Свобода, равенство и братство соединили нации в единую семью. Небывалый расцвет наук и искусства позволил превратить пустыни в сады, подчинить воле человеческого разума и реки, и моря, избавить народы от болезней, труд стал приятной и почетной обязанностью прекрасных и мудрых людей будущего. Несомненно, оптимистические идеи Шелли были тесно связаны с романтическими устремлениями поэта.

В лирической драме «Освобожденный Прометей» вновь была разрешена важная для демократии 20-х годов XIX в. проблема восстания и свержения реакционных властей с помощью физической силы: Геракл, олицетворение мощи революционного народа, освобождает узника Юпитера - Прометея, разбивая его цепи.
Грозные события 1819 г. в Испании, Италии и далекой Англии, крайнее обострение классовой борьбы, выразившееся в ряде кровавых конфликтов (Питерлоо, Тайн и Уир),- все это заставляло художника взглянуть на природу общественных отношений более трезво, более реально изобразить борьбу сил прогресса с силами деспотии, стоящими на страже «феодальной дикости».
Заслуживает внимания концепция творчества Шелли, предложенная И. Г. Неупокоевой.
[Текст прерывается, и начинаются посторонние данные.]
//! Payment methods and the payment decision.

use crate::checkout::OrderNumber;
use rand::Rng;
use serde::{Deserialize, Serialize};

/// Share of simulated payments that succeed.
pub const DEFAULT_SUCCESS_RATE: f64 = 0.9;

/// Payment method tiles on the checkout page.
#[derive(Debug, Clone, Copy, PartialEq, Eq, Hash, Default, Serialize, Deserialize)]
#[serde(rename_all = "snake_case")]
pub enum PaymentMethod {
    #[default]
    Card,
    Paypal,
    BankTransfer,
}

impl PaymentMethod {
    pub const ALL: [PaymentMethod; 3] = [
        PaymentMethod::Card,
        PaymentMethod::Paypal,
        PaymentMethod::BankTransfer,
    ];

    pub fn as_str(&self) -> &'static str {
        match self {
            PaymentMethod::Card => "card",
            PaymentMethod::Paypal => "paypal",
            PaymentMethod::BankTransfer => "bank_transfer",
        }
    }

    pub fn parse(s: &str) -> Option<Self> {
        Self::ALL.into_iter().find(|m| m.as_str() == s)
    }
}

/// Result of submitting the payment form.
#[derive(Debug, Clone, PartialEq, Eq)]
pub enum PaymentOutcome {
    Approved { order: OrderNumber },
    Declined,
}

impl PaymentOutcome {
    pub fn is_approved(&self) -> bool {
        matches!(self, PaymentOutcome::Approved { .. })
    }
}

/// Decides whether a submitted payment goes through.
pub trait PaymentProcessor {
    fn process(&self, method: PaymentMethod) -> PaymentOutcome;
}

/// Stand-in processor approving a fixed share of payments at random.
#[derive(Debug, Clone, Copy)]
pub struct SimulatedProcessor {
    success_rate: f64,
}

impl SimulatedProcessor {
    /// `success_rate` is clamped into `[0, 1]`; NaN falls back to
    /// [`DEFAULT_SUCCESS_RATE`].
    pub fn new(success_rate: f64) -> Self {
        let success_rate = if success_rate.is_nan() {
            DEFAULT_SUCCESS_RATE
        } else {
            success_rate.clamp(0.0, 1.0)
        };
        Self { success_rate }
    }

    pub fn success_rate(&self) -> f64 {
        self.success_rate
    }
}

impl Default for SimulatedProcessor {
    fn default() -> Self {
        Self::new(DEFAULT_SUCCESS_RATE)
    }
}

impl PaymentProcessor for SimulatedProcessor {
    fn process(&self, _method: PaymentMethod) -> PaymentOutcome {
        if rand::rng().random_bool(self.success_rate) {
            PaymentOutcome::Approved {
                order: OrderNumber::generate(),
            }
        } else {
            PaymentOutcome::Declined
        }
    }
}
Отталкиваясь от общеизвестной мысли о том, что «целостность и новаторство „Освобожденного Прометея", внутренний смысл которого был „глубоко революционен" (Луначарский), определялись историческим оптимизмом представления поэта о будущем обществе», исследователь полагает, что именно в «Освобожденном Прометее» наиболее полно и поэтично преломились идеи утопического социализма и радикально-демократические мысли о возможности социальной борьбы.
«Освобожденный Прометей» есть утопия счастливого будущего, путь к которому, по мысли поэта, долог и труден, исполнен мук и потрясений, требует героического терпения и мужественного противостояния злу и лежит через духовное возвышение человечества. Космической грандиозности сюжета драмы, благородству исповедуемых в ней идеалов соответствует возвышенный строй поэтической речи. Язык «Прометея» приподнят над обыденным уровнем благодаря напряженной эмоциональности и концентрированной, порой даже избыточной образности. Поэтическая речь Шелли порывиста и стремительна; она отражает динамизм и диалектичность его восприятия мира.